**WORK TO BE COMPLETED**
Scan the entries below for the word "analyser" and copy every line where it turns up.
>>>>
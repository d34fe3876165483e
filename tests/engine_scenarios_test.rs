// Copyright (c) 2025 Ronan LE MEILLAT, SCTG Development
// This file is part of the wtp-rtu-bridge project and is licensed under the
// SCTG Development Non-Commercial License v1.0 (see LICENSE.md for details).

//! End-to-end scenarios against the scan engine
//!
//! These drive the engine tick-by-tick with a fixed wall delta, the same
//! way the scan loop does at a steady cadence, so every scenario is
//! deterministic for a given seed and command timeline.

use std::sync::{Arc, RwLock};

use wtp_rtu_bridge::command::CommandExecutor;
use wtp_rtu_bridge::engine::{Engine, StatusFrame};
use wtp_rtu_bridge::plant::PlantState;
use wtp_rtu_bridge::registers::map;
use wtp_rtu_bridge::registers::WriteOp;

fn write_coil(engine: &mut Engine, addr: u16, value: bool) {
    engine
        .apply_commands(vec![WriteOp::Coil { addr, value }])
        .unwrap();
}

/// Bring a seeded engine to Running, one simulated second per tick.
fn start_running(engine: &mut Engine) {
    write_coil(engine, map::CO_AUTO_MODE, true);
    write_coil(engine, map::CO_INTAKE_CMD, true);
    write_coil(engine, map::CO_ALUM_CMD, true);
    write_coil(engine, map::CO_CL2_CMD, true);
    for _ in 0..120 {
        engine.tick(1.0 / 60.0).unwrap();
    }
    assert_eq!(engine.state(), PlantState::Running);
}

fn executor_for(engine: &Engine) -> (CommandExecutor, Arc<RwLock<StatusFrame>>) {
    let status = Arc::new(RwLock::new(StatusFrame::default()));
    (
        CommandExecutor::new(engine.rain(), engine.scenario(), Arc::clone(&status)),
        status,
    )
}

#[test]
fn wall_and_sim_time_agree_at_unit_speed() {
    let mut engine = Engine::new(42, 1.0, false);
    let mut frame = StatusFrame::default();
    for _ in 0..90 {
        frame = engine.tick(1.0).unwrap();
    }
    let drift = (frame.t_sim - 90.0).abs() / 90.0;
    assert!(drift < 0.05, "sim drifted {:.1}% from wall", drift * 100.0);
}

#[test]
fn registers_hold_their_declared_ranges_over_a_quiet_day() {
    let mut engine = Engine::new(7, 60.0, false);
    start_running(&mut engine);

    let bank = engine.bank();
    // 24 simulated hours at one simulated minute per tick.
    for _ in 0..1440 {
        engine.tick(1.0).unwrap();
        let bank = bank.read().unwrap();
        let hr = bank.holding();
        assert!(hr[map::HR_TURB_RAW as usize] <= 10_000);
        assert!(hr[map::HR_PH as usize] <= 1_400);
        assert!(hr[map::HR_CL2 as usize] <= 500);
        assert!(hr[map::HR_LEVEL_PCT as usize] <= 1_000);
        assert!(hr[map::HR_TEMP as usize] <= 450);
        assert!(hr[map::HR_LEVEL_CM as usize] <= 3_000);
        let status = bank.input()[map::IR_PLANT_STATUS as usize];
        assert!(status <= 5);
    }
}

#[test]
fn dose_failure_bleeds_chlorine_and_raises_the_low_alarm() {
    let mut engine = Engine::new(42, 60.0, false);
    start_running(&mut engine);
    let (executor, _status) = executor_for(&engine);

    assert_eq!(executor.run_line("dose off"), "ok");

    let bank = engine.bank();
    let start_hr3 = bank.read().unwrap().holding()[map::HR_CL2 as usize];
    assert!(start_hr3 > 100, "residual should start near 1.5 mg/L");

    // Two dose periods is 1800 simulated seconds.
    let mut last = start_hr3;
    let mut alarm_seen = false;
    for _ in 0..3600 {
        engine.tick(1.0 / 60.0).unwrap();
        let bank = bank.read().unwrap();
        let hr3 = bank.holding()[map::HR_CL2 as usize];
        assert!(hr3 <= last, "HR3 rose from {last} to {hr3} with dosing off");
        last = hr3;
        let bit2 = bank.input()[map::IR_ALARM_WORD as usize] & (1 << 2);
        if hr3 < 20 {
            assert_ne!(bit2, 0, "low-chlorine alarm missing at HR3={hr3}");
            alarm_seen = true;
        } else if hr3 > 20 {
            // HR3 exactly 20 straddles the 0.2 mg/L threshold at x100.
            assert_eq!(bit2, 0, "low-chlorine alarm early at HR3={hr3}");
        }
    }
    // 3600 sim-seconds of doubled decay from ~1.5 mg/L lands well below
    // the 0.2 mg/L alarm threshold.
    assert!(alarm_seen, "HR3 never fell below 20 (ended at {last})");
    assert_eq!(executor.run_line("dose on"), "ok");
}

#[test]
fn glitch_perturbs_for_thirty_simulated_seconds_then_clears() {
    let mut engine = Engine::new(42, 60.0, false);
    start_running(&mut engine);
    let (executor, status) = executor_for(&engine);

    // The executor reads sim time from the latest pushed frame.
    let frame = engine.tick(1.0 / 60.0).unwrap();
    *status.write().unwrap() = frame.clone();
    assert_eq!(executor.run_line("glitch"), "ok");

    // During the glitch window the turbidity can jump by up to 200 NTU;
    // afterwards it returns to the quiet band.
    let mut max_during = 0.0f64;
    for _ in 0..30 {
        let f = engine.tick(1.0 / 60.0).unwrap();
        max_during = max_during.max(f.turb_raw);
    }
    let mut max_after = 0.0f64;
    for _ in 0..60 {
        let f = engine.tick(1.0 / 60.0).unwrap();
        max_after = max_after.max(f.turb_raw);
    }
    assert!(max_during > max_after, "{max_during} vs {max_after}");
    assert!(max_after < 60.0, "glitch did not clear: {max_after}");
}

#[test]
fn sensor_fault_holds_the_plant_down_until_cleared() {
    let mut engine = Engine::new(42, 60.0, false);
    start_running(&mut engine);
    let (executor, _status) = executor_for(&engine);

    // A stuck-high turbidity analyser reads 900 NTU and trips the plant.
    assert_eq!(executor.run_line("fault turbidity"), "ok");
    engine.tick(1.0 / 60.0).unwrap();
    assert_eq!(engine.state(), PlantState::Shutdown);

    // Re-asserting the intake does not help while the analyser is stuck.
    write_coil(&mut engine, map::CO_INTAKE_CMD, true);
    for _ in 0..10 {
        engine.tick(1.0 / 60.0).unwrap();
    }
    assert_eq!(engine.state(), PlantState::Shutdown);

    // Clearing the fault and re-asserting the intake restarts the plant.
    assert_eq!(executor.run_line("clear turbidity"), "ok");
    write_coil(&mut engine, map::CO_INTAKE_CMD, true);
    let mut reached_running = false;
    for _ in 0..90 {
        engine.tick(1.0 / 60.0).unwrap();
        if engine.state() == PlantState::Running {
            reached_running = true;
            break;
        }
    }
    assert!(reached_running);
}

#[test]
fn scripted_runs_replay_identically_through_the_command_surface() {
    let run = || {
        let mut engine = Engine::new(42, 60.0, false);
        let (executor, status) = executor_for(&engine);
        let mut trace = Vec::new();
        for i in 0..600u32 {
            match i {
                5 => {
                    write_coil(&mut engine, map::CO_AUTO_MODE, true);
                    write_coil(&mut engine, map::CO_INTAKE_CMD, true);
                }
                100 => assert_eq!(executor.run_line("rain 650"), "ok"),
                200 => assert_eq!(executor.run_line("dose off"), "ok"),
                300 => assert_eq!(executor.run_line("fault flow"), "ok"),
                400 => assert_eq!(executor.run_line("clear flow"), "ok"),
                450 => assert_eq!(executor.run_line("glitch"), "ok"),
                _ => {}
            }
            let frame = engine.tick(1.0).unwrap();
            *status.write().unwrap() = frame;
            let bank = engine.bank();
            let bank = bank.read().unwrap();
            trace.push((bank.holding().to_vec(), bank.input().to_vec()));
        }
        trace
    };

    assert_eq!(run(), run(), "600-tick register traces diverged");
}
<<<<
**REPLY TO THE TASK**
    // A stuck-high turbidity analyser reads 900 NTU and trips the plant.
    // Re-asserting the intake does not help while the analyser is stuck.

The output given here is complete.